Context: Lung cancer is the number one cause of cancer deaths in the United States and globally. The advent of targeted therapies has offered a new treatment paradigm for lung cancer, but currently validated and emerging drugs are effective in only a small minority of lung cancers, predominantly adenocarcinomas. Folate receptors can serve as targets for drugs attached to folate and are overexpressed in many cancers.
Objective: To determine the frequency of folate receptor overexpression in lung cancers of different cell types as potential targets for folate-linked therapy.
Design: High-density tissue microarrays were constructed from archival formalin-fixed, paraffin-embedded resection specimens from 188 primary stage I or stage II adenocarcinomas or squamous cell carcinomas of the lung with three 0.1-cm cores from each tumor. Tissue microarrays were immunostained for folate receptor α with mAb343 and the results scored (0 to 1+ = weak expression, 2+ to 3+ = strong expression).
Results: Eighty-four of 117 (72%) of the adenocarcinomas were strongly positive for the folate receptor, and 36 of 71 (51%) of the squamous cell carcinomas were strongly positive for the folate receptor.

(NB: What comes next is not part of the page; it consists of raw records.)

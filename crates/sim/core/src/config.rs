/// Simulation constants and tunable parameters.
///
/// One `SimConfig` is passed into every [`crate::CombatEngine`]; nothing in the
/// core reads process-wide settings.
#[derive(Clone, Debug, PartialEq)]
#[cfg_attr(feature = "serde", derive(serde::Serialize, serde::Deserialize))]
#[cfg_attr(feature = "serde", serde(default))]
pub struct SimConfig {
    /// Seed mixed into every outcome and variance roll.
    pub seed: u64,
    /// Floor applied to hasted global cooldowns, in milliseconds.
    pub min_gcd_ms: u64,
    /// Extra damage fraction dealt by a physical critical strike.
    pub melee_crit_bonus: f64,
    /// Extra damage fraction dealt by a magical critical strike.
    pub spell_crit_bonus: f64,
}

impl SimConfig {
    // ===== compile-time constants used as type parameters =====
    /// Highest combo point count a discrete pool can hold.
    pub const MAX_COMBO_POINTS: u8 = 5;
    /// Number of entries every point table carries (zero through max).
    pub const POINT_TABLE_LEN: usize = Self::MAX_COMBO_POINTS as usize + 1;

    // ===== runtime-tunable defaults =====
    pub const DEFAULT_SEED: u64 = 0;
    pub const DEFAULT_GCD_MS: u64 = 1_500;
    pub const DEFAULT_MIN_GCD_MS: u64 = 1_000;
    pub const DEFAULT_MELEE_CRIT_BONUS: f64 = 1.0;
    pub const DEFAULT_SPELL_CRIT_BONUS: f64 = 0.5;

    pub fn new() -> Self {
        Self {
            seed: Self::DEFAULT_SEED,
            min_gcd_ms: Self::DEFAULT_MIN_GCD_MS,
            melee_crit_bonus: Self::DEFAULT_MELEE_CRIT_BONUS,
            spell_crit_bonus: Self::DEFAULT_SPELL_CRIT_BONUS,
        }
    }

    pub fn with_seed(seed: u64) -> Self {
        Self {
            seed,
            ..Self::new()
        }
    }
}

impl Default for SimConfig {
    fn default() -> Self {
        Self::new()
    }
}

Conclusions: Our data indicate that a large percentage of lung cancers, including squamous cell carcinomas in addition to adenocarcinomas, strongly express folate receptor. This suggests that folate-linked targeted therapy can potentially be used to treat the majority of lung cancers, both adenocarcinomas and, particularly, squamous cell carcinomas, that do not respond to current targeted therapies.